Pull out every line in the data that has the string "infra" in it.

[Stored data entries]

>>

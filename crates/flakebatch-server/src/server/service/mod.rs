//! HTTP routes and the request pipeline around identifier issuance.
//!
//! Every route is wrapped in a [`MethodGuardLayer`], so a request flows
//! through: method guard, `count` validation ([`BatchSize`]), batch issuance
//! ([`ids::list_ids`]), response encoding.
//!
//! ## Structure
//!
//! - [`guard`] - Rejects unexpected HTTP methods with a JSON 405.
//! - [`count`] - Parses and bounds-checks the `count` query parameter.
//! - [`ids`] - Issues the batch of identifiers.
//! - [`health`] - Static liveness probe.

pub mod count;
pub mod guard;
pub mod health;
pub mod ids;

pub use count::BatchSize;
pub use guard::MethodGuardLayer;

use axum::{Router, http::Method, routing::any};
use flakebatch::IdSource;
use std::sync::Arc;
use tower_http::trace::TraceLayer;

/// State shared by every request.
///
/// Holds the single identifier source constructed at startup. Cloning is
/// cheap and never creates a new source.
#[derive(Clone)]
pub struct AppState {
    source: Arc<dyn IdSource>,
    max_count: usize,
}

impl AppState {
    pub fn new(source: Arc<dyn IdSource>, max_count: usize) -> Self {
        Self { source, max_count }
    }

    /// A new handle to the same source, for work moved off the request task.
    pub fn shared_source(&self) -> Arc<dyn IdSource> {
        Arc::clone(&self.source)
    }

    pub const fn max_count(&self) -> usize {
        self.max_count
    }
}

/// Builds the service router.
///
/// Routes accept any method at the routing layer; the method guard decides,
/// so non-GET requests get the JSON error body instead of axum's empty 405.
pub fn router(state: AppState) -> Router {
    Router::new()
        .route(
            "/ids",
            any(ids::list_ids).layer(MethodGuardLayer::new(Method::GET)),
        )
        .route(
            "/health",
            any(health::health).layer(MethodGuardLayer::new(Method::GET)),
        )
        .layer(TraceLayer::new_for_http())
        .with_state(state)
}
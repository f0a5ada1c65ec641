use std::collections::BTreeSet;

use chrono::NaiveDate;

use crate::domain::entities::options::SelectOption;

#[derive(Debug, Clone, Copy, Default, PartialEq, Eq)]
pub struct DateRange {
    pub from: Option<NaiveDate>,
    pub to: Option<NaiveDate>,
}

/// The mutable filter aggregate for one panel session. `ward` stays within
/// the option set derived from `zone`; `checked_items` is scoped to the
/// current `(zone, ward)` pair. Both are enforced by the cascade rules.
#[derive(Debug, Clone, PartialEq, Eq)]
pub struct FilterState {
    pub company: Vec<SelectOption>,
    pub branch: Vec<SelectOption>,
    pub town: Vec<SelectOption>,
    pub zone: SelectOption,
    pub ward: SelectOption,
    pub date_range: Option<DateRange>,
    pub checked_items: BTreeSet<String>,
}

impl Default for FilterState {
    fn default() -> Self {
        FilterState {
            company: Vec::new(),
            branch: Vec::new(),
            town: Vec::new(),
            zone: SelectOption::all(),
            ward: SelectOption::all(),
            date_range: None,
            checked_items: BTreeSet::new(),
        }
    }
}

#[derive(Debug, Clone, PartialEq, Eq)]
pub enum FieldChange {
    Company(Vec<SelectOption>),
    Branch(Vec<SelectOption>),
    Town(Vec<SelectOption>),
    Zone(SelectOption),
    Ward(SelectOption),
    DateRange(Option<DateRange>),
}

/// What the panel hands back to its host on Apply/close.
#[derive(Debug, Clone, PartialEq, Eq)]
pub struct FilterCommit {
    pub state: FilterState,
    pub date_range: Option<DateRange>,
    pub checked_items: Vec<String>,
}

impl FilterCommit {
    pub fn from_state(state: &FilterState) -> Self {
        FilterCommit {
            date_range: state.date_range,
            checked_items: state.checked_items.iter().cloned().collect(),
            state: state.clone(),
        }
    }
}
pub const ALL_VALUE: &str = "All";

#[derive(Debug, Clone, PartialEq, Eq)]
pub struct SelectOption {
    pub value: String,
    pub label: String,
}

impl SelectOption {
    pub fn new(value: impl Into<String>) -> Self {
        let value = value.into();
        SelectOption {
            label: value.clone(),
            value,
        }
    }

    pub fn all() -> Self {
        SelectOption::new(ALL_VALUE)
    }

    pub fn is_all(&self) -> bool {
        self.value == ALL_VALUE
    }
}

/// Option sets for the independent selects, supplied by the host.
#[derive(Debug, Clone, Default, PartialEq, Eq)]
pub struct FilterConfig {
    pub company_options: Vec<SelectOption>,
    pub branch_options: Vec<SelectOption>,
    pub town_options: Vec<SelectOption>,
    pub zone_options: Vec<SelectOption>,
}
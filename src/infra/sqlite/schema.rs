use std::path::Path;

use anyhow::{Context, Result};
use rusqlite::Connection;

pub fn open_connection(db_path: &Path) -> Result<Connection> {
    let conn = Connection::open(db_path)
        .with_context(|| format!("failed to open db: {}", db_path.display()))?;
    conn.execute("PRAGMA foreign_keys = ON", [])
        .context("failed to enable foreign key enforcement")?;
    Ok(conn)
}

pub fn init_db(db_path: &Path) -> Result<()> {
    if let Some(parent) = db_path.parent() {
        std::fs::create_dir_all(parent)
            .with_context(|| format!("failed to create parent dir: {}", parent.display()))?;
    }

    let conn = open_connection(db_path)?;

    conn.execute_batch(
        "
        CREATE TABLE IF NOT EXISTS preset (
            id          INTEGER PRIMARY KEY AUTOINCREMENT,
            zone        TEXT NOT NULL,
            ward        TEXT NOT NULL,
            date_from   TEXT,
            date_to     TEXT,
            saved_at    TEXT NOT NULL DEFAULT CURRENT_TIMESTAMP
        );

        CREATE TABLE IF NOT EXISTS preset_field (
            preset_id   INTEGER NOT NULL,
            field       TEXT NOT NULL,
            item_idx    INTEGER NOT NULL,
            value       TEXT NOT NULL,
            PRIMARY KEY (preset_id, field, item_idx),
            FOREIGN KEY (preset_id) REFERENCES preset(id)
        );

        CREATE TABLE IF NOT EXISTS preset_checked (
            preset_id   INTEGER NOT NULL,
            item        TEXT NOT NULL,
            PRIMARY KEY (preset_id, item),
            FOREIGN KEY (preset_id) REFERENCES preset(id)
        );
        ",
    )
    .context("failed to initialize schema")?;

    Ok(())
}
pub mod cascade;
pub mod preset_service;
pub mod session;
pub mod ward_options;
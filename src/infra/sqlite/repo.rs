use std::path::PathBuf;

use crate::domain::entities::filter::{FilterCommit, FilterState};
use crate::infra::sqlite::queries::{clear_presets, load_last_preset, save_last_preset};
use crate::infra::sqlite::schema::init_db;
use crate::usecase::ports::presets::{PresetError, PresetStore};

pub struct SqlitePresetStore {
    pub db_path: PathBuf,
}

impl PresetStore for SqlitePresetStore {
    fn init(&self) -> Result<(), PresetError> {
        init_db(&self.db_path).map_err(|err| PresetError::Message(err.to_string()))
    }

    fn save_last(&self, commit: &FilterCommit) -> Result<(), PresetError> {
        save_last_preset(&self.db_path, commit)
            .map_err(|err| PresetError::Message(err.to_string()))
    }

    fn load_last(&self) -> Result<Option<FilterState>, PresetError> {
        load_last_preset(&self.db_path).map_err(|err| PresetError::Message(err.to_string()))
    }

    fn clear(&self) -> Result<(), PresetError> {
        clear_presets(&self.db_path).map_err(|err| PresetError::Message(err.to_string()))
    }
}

<<

## Solution to this task
filename src/infra/sqlite/schema.rs
filename src/infra/sqlite/repo.rs
use crate::infra::sqlite::queries::{clear_presets, load_last_preset, save_last_preset};
use crate::infra::sqlite::schema::init_db;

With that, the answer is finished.